The Door
Generally, Emerence regarded our relationship as a complete mystery. She didn't understand why I had involved myself in it, but since that was how things were, she accepted it, just as I had accepted that she would never open her door. If that's how the master was, what was one to do? There was no such thing as a sane man.
    Among the gifts there was only one intended for him, which I had failed to notice at first among all the junk. It was a truly beautiful leather-bound edition of
Torquato Tasso.
I hid it among the rest of the books. I couldn't at first think what to do with the other things: the gnome, for example, who carried a lamp and sported a tattered green apron and a tassel on the peak of his cap.

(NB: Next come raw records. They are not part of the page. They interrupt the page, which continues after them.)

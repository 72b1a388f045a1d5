//! Per-remote-member replication controller: heartbeat + log catch-up (§4.3).

use std::sync::atomic::AtomicU64;
use std::sync::atomic::Ordering;
use std::sync::Arc;

use tokio::sync::mpsc;
use tokio::sync::Notify;
use tokio::sync::RwLock;
use tokio::task::JoinHandle;
use tokio::time::Duration;

use crate::log::Log;
use crate::network::Transporter;
use crate::rpc::AppendEntriesRequest;
use crate::rpc::RequestVoteRequest;
use crate::server::Event;

/// A single cluster peer as seen by the leader replicating to it.
///
/// Exclusively owned by its `Server`; the heartbeat task below receives only
/// an inbound-event sender handle and a read-only handle to the `Log` — a
/// capability, not a back-reference to the owning `Server` — so that no
/// cyclic ownership is ever formed (§9).
pub struct Peer {
    name: String,
    /// Highest index believed replicated on this peer. Shared so the
    /// `Server`'s commit-index computation (§4.9) can read it without going
    /// through the heartbeat task.
    prev_log_index: Arc<AtomicU64>,
    heartbeat_interval_ms: Arc<AtomicU64>,
    stop: Arc<Notify>,
    handle: Option<JoinHandle<()>>,
}

impl Peer {
    pub fn new(name: String, heartbeat_interval_ms: u64) -> Self {
        Peer {
            name,
            prev_log_index: Arc::new(AtomicU64::new(0)),
            heartbeat_interval_ms: Arc::new(AtomicU64::new(heartbeat_interval_ms)),
            stop: Arc::new(Notify::new()),
            handle: None,
        }
    }

    pub fn name(&self) -> &str {
        &self.name
    }

    pub fn prev_log_index(&self) -> u64 {
        self.prev_log_index.load(Ordering::SeqCst)
    }

    pub fn set_prev_log_index(&self, index: u64) {
        self.prev_log_index.store(index, Ordering::SeqCst);
    }

    pub fn set_heartbeat_timeout(&self, period_ms: u64) {
        self.heartbeat_interval_ms.store(period_ms, Ordering::SeqCst);
    }

    /// Spawn the heartbeat ticker for this peer under `term`/`leader_name`,
    /// against `log` (read-only) and `transporter` (§4.3, §5).
    #[tracing::instrument(level = "debug", skip(self, log, transporter, event_tx))]
    pub fn start_heartbeat(
        &mut self,
        term: u64,
        leader_name: String,
        log: Arc<RwLock<Log>>,
        transporter: Arc<dyn Transporter>,
        event_tx: mpsc::Sender<Event>,
    ) {
        if self.handle.is_some() {
            return;
        }

        let peer_name = self.name.clone();
        let prev_log_index = self.prev_log_index.clone();
        let heartbeat_interval_ms = self.heartbeat_interval_ms.clone();
        let stop = self.stop.clone();

        let handle = tokio::spawn(async move {
            loop {
                let period = heartbeat_interval_ms.load(Ordering::SeqCst);
                tokio::select! {
                    _ = stop.notified() => break,
                    _ = tokio::time::sleep(Duration::from_millis(period)) => {}
                }

                let prev_index = prev_log_index.load(Ordering::SeqCst);
                let (prev_term, entries, commit_index, start_index) = {
                    let log = log.read().await;
                    let prev_term = log.term_at(prev_index).unwrap_or_else(|| log.start_term());
                    (prev_term, log.entries_after(prev_index), log.commit_index(), log.start_index())
                };
                let sent = entries.len() as u64;

                let req = AppendEntriesRequest {
                    term,
                    leader_name: leader_name.clone(),
                    prev_log_index: prev_index,
                    prev_log_term: prev_term,
                    entries,
                    commit_index,
                };

                match transporter.send_append_entries(&peer_name, req).await {
                    Ok(resp) => {
                        if resp.success {
                            prev_log_index.store(prev_index + sent, Ordering::SeqCst);
                        } else if resp.term <= term {
                            // Genuine log inconsistency, not a stale-term rejection:
                            // retreat by one and let the next tick retry (§4.3). The
                            // retreat is bounded by the compacted prefix: below that
                            // point the log no longer has the entries this peer
                            // needs, and catching it up requires a snapshot transfer
                            // instead of further AppendEntries retries.
                            let retreated = prev_index.saturating_sub(1).max(start_index);
                            prev_log_index.store(retreated, Ordering::SeqCst);
                            if retreated <= start_index {
                                tracing::warn!(
                                    peer = %peer_name,
                                    start_index,
                                    "peer has fallen behind the compacted log prefix; a snapshot transfer is needed to catch it up"
                                );
                            }
                        }
                        if event_tx.try_send(Event::AppendEntriesResponse(resp)).is_err() {
                            tracing::debug!(peer = %peer_name, "event channel full, dropping heartbeat response");
                        }
                    }
                    Err(err) => {
                        tracing::debug!(peer = %peer_name, error = %err, "append entries transport failure");
                    }
                }
            }
        });

        self.handle = Some(handle);
    }

    /// Signal the heartbeat task to exit and wait for it. Idempotent (§4.3, §5).
    pub async fn stop_heartbeat(&mut self) {
        if let Some(handle) = self.handle.take() {
            self.stop.notify_one();
            let _ = handle.await;
        }
    }

    /// Dispatch a `RequestVoteRequest` and forward the response as an event
    /// on `event_tx`. Independent of the heartbeat loop (§4.3).
    pub fn send_vote_request(&self, req: RequestVoteRequest, transporter: Arc<dyn Transporter>, event_tx: mpsc::Sender<Event>) {
        let peer_name = self.name.clone();
        tokio::spawn(async move {
            match transporter.send_vote_request(&peer_name, req).await {
                Ok(resp) => {
                    let _ = event_tx.send(Event::RequestVoteResponse(resp)).await;
                }
                Err(err) => {
                    tracing::debug!(peer = %peer_name, error = %err, "vote request transport failure");
                }
            }
        });
    }
}

impl Drop for Peer {
    fn drop(&mut self) {
        if self.handle.is_some() {
            self.stop.notify_one();
        }
    }
}
//! Point-in-time state-machine capture used for log compaction (§4.2, §4.10).

use std::fs;
use std::io::Read;
use std::io::Write;
use std::path::Path;
use std::path::PathBuf;

use serde::Deserialize;
use serde::Serialize;

use crate::error::SnapshotError;

/// A captured state-machine snapshot plus the log position it covers.
///
/// Persisted as `<storage_path>/snapshot/<last_term>_<last_index>.ss`, a
/// file whose first line is an 8-hex-digit CRC-32 (IEEE) of the JSON payload
/// that follows it. Loading recomputes the checksum and refuses the
/// snapshot on mismatch (§4.2, §7 `SnapshotCorruption`).
#[derive(Clone, Debug, Serialize, Deserialize)]
pub struct Snapshot {
    pub last_index: u64,
    pub last_term: u64,
    pub peers: Vec<String>,
    pub state: Vec<u8>,
}

impl Snapshot {
    pub fn new(last_index: u64, last_term: u64, peers: Vec<String>, state: Vec<u8>) -> Self {
        Snapshot { last_index, last_term, peers, state }
    }

    fn file_name(last_term: u64, last_index: u64) -> String {
        format!("{}_{}.ss", last_term, last_index)
    }

    fn dir(storage_path: &Path) -> PathBuf {
        storage_path.join("snapshot")
    }

    /// Persist this snapshot under `storage_path`, via a temp-file-then-rename
    /// so a crash mid-write never leaves a partial snapshot at the final path.
    pub fn save(&self, storage_path: &Path) -> Result<PathBuf, SnapshotError> {
        let dir = Self::dir(storage_path);
        fs::create_dir_all(&dir)?;

        let payload = serde_json::to_vec(self)?;
        let checksum = crc32fast::hash(&payload);

        let final_path = dir.join(Self::file_name(self.last_term, self.last_index));
        let tmp_path = dir.join(format!("{}.tmp", Self::file_name(self.last_term, self.last_index)));

        {
            let mut tmp = fs::File::create(&tmp_path)?;
            writeln!(tmp, "{:08x}", checksum)?;
            tmp.write_all(&payload)?;
            tmp.sync_all()?;
        }
        fs::rename(&tmp_path, &final_path)?;

        Ok(final_path)
    }

    /// Load and checksum-verify the snapshot at `path`.
    pub fn load_from_file(path: &Path) -> Result<Self, SnapshotError> {
        let mut contents = String::new();
        fs::File::open(path)?.read_to_string(&mut contents)?;

        let mut lines = contents.splitn(2, '\n');
        let header = lines.next().unwrap_or("");
        let payload = lines.next().unwrap_or("");

        let expected = u32::from_str_radix(header.trim(), 16).map_err(|_| SnapshotError::BadChecksum)?;
        let actual = crc32fast::hash(payload.as_bytes());
        if actual != expected {
            return Err(SnapshotError::BadChecksum);
        }

        Ok(serde_json::from_str(payload)?)
    }

    /// Select and load the greatest-`(last_term, last_index)` snapshot under
    /// `storage_path`, per §4.10's startup recovery rule. Returns `Ok(None)`
    /// if no snapshot directory or file exists.
    pub fn load_latest(storage_path: &Path) -> Result<Option<Self>, SnapshotError> {
        let dir = Self::dir(storage_path);
        if !dir.exists() {
            return Ok(None);
        }

        let mut best: Option<(u64, u64, PathBuf)> = None;
        for entry in fs::read_dir(&dir)? {
            let entry = entry?;
            let path = entry.path();
            if path.extension().and_then(|e| e.to_str()) != Some("ss") {
                continue;
            }
            let stem = match path.file_stem().and_then(|s| s.to_str()) {
                Some(s) => s,
                None => continue,
            };
            let mut parts = stem.splitn(2, '_');
            let (term, index) = match (parts.next(), parts.next()) {
                (Some(t), Some(i)) => match (t.parse::<u64>(), i.parse::<u64>()) {
                    (Ok(t), Ok(i)) => (t, i),
                    _ => continue,
                },
                _ => continue,
            };
            if best.as_ref().map(|(bt, bi, _)| (term, index) > (*bt, *bi)).unwrap_or(true) {
                best = Some((term, index, path));
            }
        }

        match best {
            Some((_, _, path)) => Ok(Some(Self::load_from_file(&path)?)),
            None => Ok(None),
        }
    }

    /// Remove every snapshot file under `storage_path` except the one at
    /// `(last_term, last_index)`, per §4.10's retention rule (keep only the
    /// most recent snapshot on disk).
    pub fn prune_all_but(storage_path: &Path, last_term: u64, last_index: u64) -> Result<(), SnapshotError> {
        let dir = Self::dir(storage_path);
        if !dir.exists() {
            return Ok(());
        }
        let keep = Self::file_name(last_term, last_index);
        for entry in fs::read_dir(&dir)? {
            let entry = entry?;
            let path = entry.path();
            if path.file_name().and_then(|n| n.to_str()) == Some(keep.as_str()) {
                continue;
            }
            if path.extension().and_then(|e| e.to_str()) == Some("ss") {
                fs::remove_file(&path)?;
            }
        }
        Ok(())
    }
}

I had arranged our kitchen rather idiosyncratically, with bits and pieces inherited from my great-grandmother. It had everything: a flour tin, a tool for shaping pasta into snails, a sausage-making machine, a hanging scale with some old weights, and a Peugeot coffee grinder, by then a listed industrial relic. The dwarf fitted snugly into a space under the sink. I fished out the ducal water heater (its little bucket would be just the thing for my scouring powder) and into the actress's make-up box I stuffed my own cosmetics.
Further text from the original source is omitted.